• [EXERCISE REQUIREMENTS]: Please output exactly the part of the records below that opens with the line containing "mod procedural;" and closes with the line containing "in screen space.", both lines included, and nothing else.
── RECORDED INFORMATION
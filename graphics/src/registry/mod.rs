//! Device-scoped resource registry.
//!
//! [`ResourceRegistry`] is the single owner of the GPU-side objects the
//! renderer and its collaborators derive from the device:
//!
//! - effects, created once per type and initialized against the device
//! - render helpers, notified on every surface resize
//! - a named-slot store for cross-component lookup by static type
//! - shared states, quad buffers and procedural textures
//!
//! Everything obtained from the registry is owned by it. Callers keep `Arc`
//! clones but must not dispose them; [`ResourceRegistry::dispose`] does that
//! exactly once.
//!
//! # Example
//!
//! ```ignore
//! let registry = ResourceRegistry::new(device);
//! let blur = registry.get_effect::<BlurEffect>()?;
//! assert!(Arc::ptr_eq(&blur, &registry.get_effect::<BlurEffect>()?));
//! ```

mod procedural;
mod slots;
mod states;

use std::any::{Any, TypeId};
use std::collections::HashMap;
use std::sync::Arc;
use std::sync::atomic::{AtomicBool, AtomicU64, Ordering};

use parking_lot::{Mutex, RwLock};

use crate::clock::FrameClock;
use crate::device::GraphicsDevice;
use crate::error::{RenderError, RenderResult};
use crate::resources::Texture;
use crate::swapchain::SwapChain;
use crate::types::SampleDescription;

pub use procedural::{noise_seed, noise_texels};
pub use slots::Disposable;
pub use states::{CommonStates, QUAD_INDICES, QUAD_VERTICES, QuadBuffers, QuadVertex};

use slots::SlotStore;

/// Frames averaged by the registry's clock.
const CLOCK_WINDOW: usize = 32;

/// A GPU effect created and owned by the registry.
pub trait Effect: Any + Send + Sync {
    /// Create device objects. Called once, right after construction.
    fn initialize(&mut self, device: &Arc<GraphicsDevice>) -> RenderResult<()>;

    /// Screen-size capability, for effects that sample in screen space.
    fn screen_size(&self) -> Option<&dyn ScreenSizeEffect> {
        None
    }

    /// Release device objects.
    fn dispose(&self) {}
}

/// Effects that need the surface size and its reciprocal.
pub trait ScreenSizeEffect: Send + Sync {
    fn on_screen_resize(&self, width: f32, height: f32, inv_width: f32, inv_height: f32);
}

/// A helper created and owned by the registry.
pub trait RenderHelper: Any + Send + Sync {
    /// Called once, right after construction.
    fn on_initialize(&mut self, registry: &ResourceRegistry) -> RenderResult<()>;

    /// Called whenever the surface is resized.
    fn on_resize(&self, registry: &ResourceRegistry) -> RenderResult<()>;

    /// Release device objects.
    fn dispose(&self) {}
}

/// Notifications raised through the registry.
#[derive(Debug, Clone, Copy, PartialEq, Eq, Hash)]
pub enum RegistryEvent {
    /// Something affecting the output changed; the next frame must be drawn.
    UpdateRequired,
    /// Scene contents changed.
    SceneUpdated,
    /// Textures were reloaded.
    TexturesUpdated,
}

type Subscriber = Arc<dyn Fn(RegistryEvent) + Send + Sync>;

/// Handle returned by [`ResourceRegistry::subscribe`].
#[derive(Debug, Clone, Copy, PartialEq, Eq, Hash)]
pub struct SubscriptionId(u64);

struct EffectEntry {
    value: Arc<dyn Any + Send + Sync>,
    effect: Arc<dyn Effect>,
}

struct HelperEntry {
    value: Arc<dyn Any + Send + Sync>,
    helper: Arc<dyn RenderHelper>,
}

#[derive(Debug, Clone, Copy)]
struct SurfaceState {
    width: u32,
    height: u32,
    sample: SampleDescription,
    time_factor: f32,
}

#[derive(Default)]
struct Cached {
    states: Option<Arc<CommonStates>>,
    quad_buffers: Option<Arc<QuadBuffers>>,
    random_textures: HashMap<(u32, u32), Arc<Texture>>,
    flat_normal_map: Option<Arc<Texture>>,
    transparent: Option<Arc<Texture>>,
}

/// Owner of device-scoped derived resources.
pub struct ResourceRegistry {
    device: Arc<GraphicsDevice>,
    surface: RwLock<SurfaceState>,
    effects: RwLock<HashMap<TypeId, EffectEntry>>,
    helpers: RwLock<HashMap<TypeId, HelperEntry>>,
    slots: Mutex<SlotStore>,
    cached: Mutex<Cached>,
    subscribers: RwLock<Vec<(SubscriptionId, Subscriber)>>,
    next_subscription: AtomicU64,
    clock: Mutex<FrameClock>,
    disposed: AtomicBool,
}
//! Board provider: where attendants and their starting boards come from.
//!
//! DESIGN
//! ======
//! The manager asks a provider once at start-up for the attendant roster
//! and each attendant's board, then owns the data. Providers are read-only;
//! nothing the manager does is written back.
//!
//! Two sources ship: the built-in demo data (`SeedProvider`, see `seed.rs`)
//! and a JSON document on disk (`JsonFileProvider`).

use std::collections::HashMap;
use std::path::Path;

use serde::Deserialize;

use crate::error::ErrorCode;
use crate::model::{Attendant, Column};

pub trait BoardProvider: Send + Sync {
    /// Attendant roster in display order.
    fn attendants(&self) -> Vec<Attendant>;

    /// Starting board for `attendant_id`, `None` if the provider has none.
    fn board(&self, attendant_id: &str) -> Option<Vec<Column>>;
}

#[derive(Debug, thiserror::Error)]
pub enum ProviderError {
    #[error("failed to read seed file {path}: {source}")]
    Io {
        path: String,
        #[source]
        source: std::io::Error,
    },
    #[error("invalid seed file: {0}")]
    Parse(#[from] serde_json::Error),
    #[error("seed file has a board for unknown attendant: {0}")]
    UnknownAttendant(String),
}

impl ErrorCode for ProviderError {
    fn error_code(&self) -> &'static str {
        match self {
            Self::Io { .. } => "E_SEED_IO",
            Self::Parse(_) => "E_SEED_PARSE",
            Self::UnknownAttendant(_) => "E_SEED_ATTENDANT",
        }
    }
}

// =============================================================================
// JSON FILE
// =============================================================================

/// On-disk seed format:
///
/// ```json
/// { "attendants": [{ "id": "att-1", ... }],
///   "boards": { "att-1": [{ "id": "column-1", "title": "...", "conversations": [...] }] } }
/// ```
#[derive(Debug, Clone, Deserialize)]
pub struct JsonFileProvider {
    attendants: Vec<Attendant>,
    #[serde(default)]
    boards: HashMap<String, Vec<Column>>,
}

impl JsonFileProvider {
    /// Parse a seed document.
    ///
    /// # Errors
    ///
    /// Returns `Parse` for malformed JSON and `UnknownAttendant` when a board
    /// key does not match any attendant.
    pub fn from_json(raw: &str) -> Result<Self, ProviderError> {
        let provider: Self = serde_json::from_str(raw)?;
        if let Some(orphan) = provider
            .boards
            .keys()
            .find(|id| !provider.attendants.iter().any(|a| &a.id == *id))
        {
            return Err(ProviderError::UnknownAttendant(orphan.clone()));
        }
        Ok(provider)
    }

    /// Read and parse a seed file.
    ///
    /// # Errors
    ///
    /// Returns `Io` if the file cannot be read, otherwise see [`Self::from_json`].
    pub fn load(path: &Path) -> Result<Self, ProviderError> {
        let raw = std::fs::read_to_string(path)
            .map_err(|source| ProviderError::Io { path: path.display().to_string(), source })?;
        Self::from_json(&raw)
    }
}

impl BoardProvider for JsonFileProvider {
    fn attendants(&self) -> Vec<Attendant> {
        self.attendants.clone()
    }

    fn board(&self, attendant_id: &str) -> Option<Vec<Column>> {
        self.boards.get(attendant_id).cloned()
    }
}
────
• [SOLVED EXERCISE]:
mod procedural;
mod slots;
mod states;

use std::any::{Any, TypeId};
use std::collections::HashMap;
use std::sync::Arc;
use std::sync::atomic::{AtomicBool, AtomicU64, Ordering};

use parking_lot::{Mutex, RwLock};

use crate::clock::FrameClock;
use crate::device::GraphicsDevice;
use crate::error::{RenderError, RenderResult};
use crate::resources::Texture;
use crate::swapchain::SwapChain;
use crate::types::SampleDescription;

pub use procedural::{noise_seed, noise_texels};
pub use slots::Disposable;
pub use states::{CommonStates, QUAD_INDICES, QUAD_VERTICES, QuadBuffers, QuadVertex};

use slots::SlotStore;

/// Frames averaged by the registry's clock.
const CLOCK_WINDOW: usize = 32;

/// A GPU effect created and owned by the registry.
pub trait Effect: Any + Send + Sync {
    /// Create device objects. Called once, right after construction.
    fn initialize(&mut self, device: &Arc<GraphicsDevice>) -> RenderResult<()>;

    /// Screen-size capability, for effects that sample in screen space.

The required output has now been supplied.